What the task asks: Wherever a line of the data contains "hints", copy that line.

[Records contained in a dataset]
#![cfg(unix)]

use hintgate_gate::{
    GateError, GateMode, GateVerdict, HarnessCommand, HarnessOutput, load_baseline,
    load_harness_output, policy_logic_digest, replay_from_config, run_gate, write_baseline,
    write_harness_output,
};
use hintgate_kernel::{HintgateConfig, POLICY_LOGIC_INPUT};
use hintgate_ladder::convert_to_path;
use std::fs;
use std::path::{Path, PathBuf};
use std::time::{SystemTime, UNIX_EPOCH};

struct TempDirGuard(PathBuf);

impl TempDirGuard {
    fn new(prefix: &str) -> Self {
        let nanos = SystemTime::now()
            .duration_since(UNIX_EPOCH)
            .expect("clock after epoch")
            .as_nanos();
        let path = std::env::temp_dir().join(format!(
            "hintgate-gate-{prefix}-{}-{nanos}",
            std::process::id()
        ));
        fs::create_dir_all(&path).expect("create temp dir");
        Self(path)
    }

    fn path(&self) -> &Path {
        &self.0
    }
}

impl Drop for TempDirGuard {
    fn drop(&mut self) {
        let _ = fs::remove_dir_all(&self.0);
    }
}

const DATASET: &str = "query,error_subtype\n\
\"SELECT nme FROM users\",unknown column\n\
\"SELECT a, b FROM t\",undefined column\n\
\"SELECT * FROM nope\",undefined table\n\
SELECT,incomplete query\n";

const LADDERS: &str = r#"{"ladders":[
  {"challenge_key":"p1","hints":["Check the column names.","Compare with the schema.","Fix the typo in nme."]},
  {"challenge_key":"p2","hints":["Which tables exist?","Use the users table."]}
]}"#;

const FIXTURE: &str = r#"{
  "fixture_id": "gate-flow",
  "learner_id": "learner-1",
  "attempts": [
    {"problem_id": "p1", "error_label": "Unknown Column"},
    {"problem_id": "p1", "error_label": "unknown column"},
    {"problem_id": "p2", "error_label": "no such table"},
    {"problem_id": "p2", "error_label": "no such table"},
    {"problem_id": "p2", "error_label": "no such table"}
  ]
}"#;

fn config_text(harness: &str) -> String {
    format!(
        r#"
[dataset]
path = "data/dataset.csv"
fallback_subtype = "incomplete query"

[ladder]
sources = ["content/ladders.json"]
output = "dist/ladder.json"

[replay]
fixture = "fixtures/fixture.json"
output = "dist/replay.json"

[gate]
baseline = "fixtures/baseline.json"
harness_command = ["sh", "-c", "{harness}"]

[gate.inputs]
fixture = "fixtures/fixture.json"
dataset = "data/dataset.csv"
ladders = "content/ladders.json"
"#
    )
}

fn setup(dir: &Path, harness: &str) -> HintgateConfig {
    fs::create_dir_all(dir.join("data")).expect("data dir");
    fs::create_dir_all(dir.join("content")).expect("content dir");
    fs::create_dir_all(dir.join("fixtures")).expect("fixtures dir");
    fs::write(dir.join("data/dataset.csv"), DATASET).expect("dataset");
    fs::write(dir.join("content/ladders.json"), LADDERS).expect("ladders");
    fs::write(dir.join("fixtures/fixture.json"), FIXTURE).expect("fixture");
    write_config(dir, harness)
}

fn write_config(dir: &Path, harness: &str) -> HintgateConfig {
    let path = dir.join("hintgate.toml");
    fs::write(&path, config_text(harness)).expect("config");
    let config = HintgateConfig::load(&path).expect("config loads");
    convert_to_path(&config.ladder.sources, &config.ladder.output).expect("ladder converts");
    let output = replay_from_config(&config).expect("replay runs");
    write_harness_output(&config.replay.output, &output).expect("replay output");
    config
}

fn harness(config: &HintgateConfig) -> HarnessCommand {
    HarnessCommand::for_config(config, Path::new("/unused"))
}

#[test]
fn update_then_check_passes() {
    let dir = TempDirGuard::new("pass");
    let config = setup(dir.path(), "exit 0");

    let update = run_gate(&config, GateMode::Update, &harness(&config)).expect("update");
    assert!(update.baseline_written);
    assert!(config.gate.baseline.exists());

    let check = run_gate(&config, GateMode::Check, &harness(&config)).expect("check");
    assert!(!check.baseline_written);
    assert_eq!(check.verdict.label(), "pass");
    assert_eq!(check.input_digests.len(), 4);
    assert_eq!(
        check.input_digests.get(POLICY_LOGIC_INPUT),
        Some(&policy_logic_digest())
    );
}

#[test]
fn output_drift_with_unchanged_inputs_fails() {
    let dir = TempDirGuard::new("fail");
    let config = setup(dir.path(), "exit 0");
    run_gate(&config, GateMode::Update, &harness(&config)).expect("update");

    let mut output: HarnessOutput = load_harness_output(&config.replay.output).expect("output");
    output.decision_trace[0].sql_engage_row_id = "sql-engage:99".into();
    output.policy_only_checksum_sha256 =
        hintgate_gate::policy_only_checksum(&output.decision_trace);
    write_harness_output(&config.replay.output, &output).expect("tamper");

    let check = run_gate(&config, GateMode::Check, &harness(&config)).expect("check");
    assert!(matches!(check.verdict, GateVerdict::Fail { .. }));
}

#[test]
fn output_drift_with_changed_inputs_skips() {
    let dir = TempDirGuard::new("skip");
    let config = setup(dir.path(), "exit 0");
    run_gate(&config, GateMode::Update, &harness(&config)).expect("update");

    fs::write(
        dir.path().join("fixtures/fixture.json"),
        FIXTURE.replace("learner-1", "learner-2"),
    )
    .expect("edit fixture");
    let output = replay_from_config(&config).expect("replay");
    write_harness_output(&config.replay.output, &output).expect("replay output");

    let check = run_gate(&config, GateMode::Check, &harness(&config)).expect("check");
    match check.verdict {
        GateVerdict::Skip { changed_inputs } => {
            assert_eq!(changed_inputs.len(), 1);
            assert_eq!(changed_inputs[0].name, "fixture");
        }
        other => panic!("expected skip, got {other:?}"),
    }
}

#[test]
fn baseline_from_older_policy_logic_skips_instead_of_failing() {
    let dir = TempDirGuard::new("policy-bump");
    let config = setup(dir.path(), "exit 0");
    run_gate(&config, GateMode::Update, &harness(&config)).expect("update");

    let mut older = load_baseline(&config.gate.baseline).expect("baseline");
    older
        .fixture_policy_input_digests_sha256
        .insert(POLICY_LOGIC_INPUT.to_string(), "0".repeat(64));
    older.expected.replay_policy_semantics_version = "replay-policy-semantics-v0".into();
    older.expected.policy_only_checksum_sha256 = "f".repeat(64);
    write_baseline(&config.gate.baseline, &older).expect("rewrite baseline");

    let check = run_gate(&config, GateMode::Check, &harness(&config)).expect("check");
    match check.verdict {
        GateVerdict::Skip { changed_inputs } => {
            let names: Vec<&str> = changed_inputs.iter().map(|c| c.name.as_str()).collect();
            assert_eq!(names, vec![POLICY_LOGIC_INPUT, "replay_policy_semantics_version"]);
        }
        other => panic!("expected skip, got {other:?}"),
    }
}

#[test]
fn harness_failure_aborts_with_its_exit_code() {
    let dir = TempDirGuard::new("harness-fail");
    let config = setup(dir.path(), "exit 4");
    let err = run_gate(&config, GateMode::Update, &harness(&config)).expect_err("harness fails");
    assert_eq!(err.forwarded_exit_code(), Some(4));
    assert!(!config.gate.baseline.exists());
}

#[test]
fn check_without_baseline_is_a_configuration_error() {
    let dir = TempDirGuard::new("no-baseline");
    let config = setup(dir.path(), "exit 0");
    let err = run_gate(&config, GateMode::Check, &harness(&config)).expect_err("no baseline");
    assert!(matches!(err, GateError::BaselineMissing { .. }));
}

#[test]
fn replay_output_is_stable_across_runs() {
    let dir = TempDirGuard::new("stable");
    let config = setup(dir.path(), "exit 0");
    let first = replay_from_config(&config).expect("first");
    let second = replay_from_config(&config).expect("second");
    assert_eq!(first, second);
    let levels: Vec<(usize, &str)> = first
        .decision_trace
        .iter()
        .map(|event| (event.hint_level, event.rule_fired.as_str()))
        .collect();
    assert_eq!(
        levels,
        vec![
            (1, "hint-ladder"),
            (2, "hint-ladder"),
            (1, "hint-ladder"),
            (2, "hint-ladder"),
            (2, "escalate-to-explanation"),
        ]
    );
}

Result for this exercise:
  {"challenge_key":"p1","hints":["Check the column names.","Compare with the schema.","Fix the typo in nme."]},
  {"challenge_key":"p2","hints":["Which tables exist?","Use the users table."]}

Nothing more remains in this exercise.